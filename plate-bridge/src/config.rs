use serde::{Deserialize, Serialize};
use std::path::Path;
use tokio::fs;

#[derive(Debug, Serialize, Deserialize, Clone)]
#[serde(default)]
pub struct BridgeConfig {
    pub mqtt: MqttConf,
    /// Préfixe de namespace des topics (<ns>/status/+, <ns>/message/<id>, ...)
    pub namespace: String,
    pub http_port: u16,
    /// Cible des commandes quand le caller n'envoie pas de deviceId.
    pub default_device_id: String,
    pub offline_threshold_secs: u64,
    pub sweep_period_secs: u64,
    /// false = broadcast à chaque tick (comportement historique),
    /// true = broadcast seulement sur transition online/offline.
    pub broadcast_on_transition_only: bool,
}

#[derive(Debug, Serialize, Deserialize, Clone)]
pub struct MqttConf {
    pub host: String,
    pub port: u16,
}

impl Default for BridgeConfig {
    fn default() -> Self {
        Self {
            mqtt: MqttConf { host: "localhost".into(), port: 1883 },
            namespace: "classplate".into(),
            http_port: 3000,
            default_device_id: "device1".into(),
            offline_threshold_secs: 15,
            sweep_period_secs: 5,
            broadcast_on_transition_only: false,
        }
    }
}

pub async fn load_config() -> BridgeConfig {
    let path = std::env::var("PLATE_BRIDGE_CONFIG").unwrap_or_else(|_| "bridge.yaml".into());
    if Path::new(&path).exists() {
        let txt = fs::read_to_string(&path).await.unwrap_or_default();
        if txt.trim().is_empty() {
            return BridgeConfig::default();
        }
        serde_yaml::from_str(&txt).unwrap_or_else(|e| {
            eprintln!("[bridge] config invalide: {e}");
            BridgeConfig::default()
        })
    } else {
        eprintln!("[bridge] pas de bridge.yaml, usage config par défaut");
        BridgeConfig::default()
    }
}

## Problem details
Every word of every entry must be returned as it appears.

## Solution
filename plate-bridge/src/config.rs
use serde::{Deserialize, Serialize};
use std::path::Path;
use tokio::fs;

#[derive(Debug, Serialize, Deserialize, Clone)]
#[serde(default)]
pub struct BridgeConfig {
    pub mqtt: MqttConf,
    /// Préfixe de namespace des topics (<ns>/status/+, <ns>/message/<id>, ...)
    pub namespace: String,
    pub http_port: u16,
    /// Cible des commandes quand le caller n'envoie pas de deviceId.
    pub default_device_id: String,
    pub offline_threshold_secs: u64,
    pub sweep_period_secs: u64,
    /// false = broadcast à chaque tick (comportement historique),
    /// true = broadcast seulement sur transition online/offline.
    pub broadcast_on_transition_only: bool,
}

#[derive(Debug, Serialize, Deserialize, Clone)]
pub struct MqttConf {
    pub host: String,
    pub port: u16,
}

impl Default for BridgeConfig {
    fn default() -> Self {
        Self {
            mqtt: MqttConf { host: "localhost".into(), port: 1883 },
            namespace: "classplate".into(),
            http_port: 3000,
            default_device_id: "device1".into(),
            offline_threshold_secs: 15,
            sweep_period_secs: 5,
            broadcast_on_transition_only: false,
        }
    }
}

pub async fn load_config() -> BridgeConfig {
    let path = std::env::var("PLATE_BRIDGE_CONFIG").unwrap_or_else(|_| "bridge.yaml".into());
    if Path::new(&path).exists() {
        let txt = fs::read_to_string(&path).await.unwrap_or_default();
        if txt.trim().is_empty() {
            return BridgeConfig::default();
        }
        serde_yaml::from_str(&txt).unwrap_or_else(|e| {
            eprintln!("[bridge] config invalide: {e}");
            BridgeConfig::default()
        })
    } else {
        eprintln!("[bridge] pas de bridge.yaml, usage config par défaut");
        BridgeConfig::default()
    }
}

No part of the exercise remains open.